Chapter 24 Part 3

3.3K 142 34
                                    

"Anda tampak sangat cantik, Nona Muda."

Sylva tersenyum kecil. Kei yang membukakan pintu mobil itu pun tersenyum membalasnya lalu menuntun Sylva yang mengenakan pakaian pengantin itu masuk ke dalam dengan hati-hati. Mereka sekarang akan menuju ke gereja, tempat pergelaran pernikahan. Hanya dalam hitungan menit, Sylva akan menjadi istri Raven.

Sylva tersenyum sedih. Ia merasa sangat bersalah. Sudah berhari-hari Raven berusaha meminta Sylva untuk membantunya mencari Ibunya. Tapi bukannya membantu, Sylva yang memang sudah tahu persis dimana Tante Eliz hanya diam dan menggeleng. Ia takut. Kalau saja ia ketahuan memberitahu Raven perihal keberadaan Ibunya, Raven akan dibawa ke dalam kurungan atas tuntutan Ayahnya. Karena itu Sylva hanya bisa diam seolah tidak tahu. Perasaan Sylva sangat sakit, ia tidak merasa bahagia sama sekali walaupun hari ini ia telah tampil dalam sosok paling sempurna. Ia merasa rapuh.

"Maafkan aku," gumam Sylva sungguh rendah dan meneteskan setetes air mata dari kelopak matanya.

Mobil berjalan cepat. Tak sampai setengah jam ia sudah tiba di tempat tujuan, dan begitu ia mendaratkan kakinya persis di karpet merah, jam berdetak 12 kali dengan keras.

Alunan musik terdengar. Atas permintaan Sylva, Kei berdiri di sampingnya, memberikan lengannya dan Sylva melingkari lengan tersebut. Kei mendampingi Sylva berjalan menelusuri karpet tersebut, menuju ke ujung, menuju ke Raven yang tersenyum lebar padanya. Tak lama mereka berjalan di atas karpet merah, tibalah mereka di ujung pelaminan. Kei tersenyum lebar.

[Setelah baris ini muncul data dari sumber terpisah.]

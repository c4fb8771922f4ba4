// gait-regress/src/junit.rs
// ============================================================================
// Module: JUnit Report
// Description: Renders a regression report as a JUnit XML test suite.
// Purpose: Implement `spec.md` §4.11's optional `junit.xml` output, one
// testcase per fixture, for CI consumption.
// Dependencies: none (hand-rolled XML; the corpus has no XML crate)
// ============================================================================

//! ## Overview
//! `gait-regress` has exactly one XML document to produce, with a fixed,
//! well-known shape (`<testsuite><testcase/>...</testsuite>`). No crate in
//! the workspace or the wider example pack pulls in an XML writer for a
//! single fixed document, so this renders it by hand with explicit entity
//! escaping rather than adding a dependency for one call site.

use crate::run::FixtureOutcome;
use crate::run::RegressReport;

/// Renders a [`RegressReport`] as a JUnit XML document.
#[must_use]
pub fn render(report: &RegressReport) -> String {
    let mut out = String::new();
    out.push_str("<?xml version=\"1.0\" encoding=\"UTF-8\"?>\n");
    out.push_str(&format!(
        "<testsuite name=\"gait-regress\" tests=\"{}\" failures=\"{}\">\n",
        report.outcomes.len(),
        report.outcomes.iter().filter(|outcome| !outcome.passed).count()
    ));
    for outcome in &report.outcomes {
        out.push_str(&render_testcase(outcome));
    }
    out.push_str("</testsuite>\n");
    out
}

fn render_testcase(outcome: &FixtureOutcome) -> String {
    let name = escape(&outcome.run_id);
    if outcome.passed {
        format!("  <testcase name=\"{name}\" classname=\"gait-regress\"/>\n")
    } else {
        let message = escape(&outcome.detail);
        format!(
            "  <testcase name=\"{name}\" classname=\"gait-regress\">\n    <failure message=\"{message}\"/>\n  </testcase>\n"
        )
    }
}

fn escape(text: &str) -> String {
    text.chars().fold(String::with_capacity(text.len()), |mut acc, ch| {
        match ch {
            '&' => acc.push_str("&amp;"),
            '<' => acc.push_str("&lt;"),
            '>' => acc.push_str("&gt;"),
            '"' => acc.push_str("&quot;"),
            '\'' => acc.push_str("&apos;"),
            other => acc.push(other),
        }
        acc
    })
}

#[cfg(test)]
mod tests {
    use crate::run::FixtureOutcome;
    use crate::run::RegressReport;

    use super::render;

    #[test]
    fn renders_one_testcase_per_outcome() {
        let report = RegressReport {
            outcomes: vec![
                FixtureOutcome { run_id: "run-1".to_string(), passed: true, detail: String::new(), context_drifts: vec![] },
                FixtureOutcome { run_id: "run-2".to_string(), passed: false, detail: "digest mismatch".to_string(), context_drifts: vec![] },
            ],
        };
        let xml = render(&report);
        assert!(xml.contains("tests=\"2\" failures=\"1\""));
        assert!(xml.contains("name=\"run-1\""));
        assert!(xml.contains("<failure message=\"digest mismatch\""));
    }

    #[test]
    fn escapes_special_characters_in_failure_messages() {
        let report = RegressReport {
            outcomes: vec![FixtureOutcome {
                run_id: "run-1".to_string(),
                passed: false,
                detail: "<mismatch & \"quoted\">".to_string(),
                context_drifts: vec![],
            }],
        };
        let xml = render(&report);
        assert!(xml.contains("&lt;mismatch &amp; &quot;quoted&quot;&gt;"));
    }
}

"Hamba menyerahkan Nona Muda pada Anda, Tuan Muda. Hamba berharap Anda akan membahagiakannya selalu," pesan Kei lembut seraya menyerahkan tangan Sylva kepada Raven.

Raven menyambutnya dengan senyuman. "Saya berjanji, Paman."

Singkat kata, kedua mempelai pun berdiri menghadap ke Tuhan Yesus, menghadap sang Pastor yang memulai ayat-ayat pernikahan. Semua hadirin yang ada juga mempelai diam tidak bersuara, yang terdengar hanyalah saut-saut sang Pastor membaca doa. Segalanya berlalu dengan cepat, dan setelah kedua mempelai selesai membacakan ayat perjanjian, tiba saatnya untuk menukar cincin pengikat janji.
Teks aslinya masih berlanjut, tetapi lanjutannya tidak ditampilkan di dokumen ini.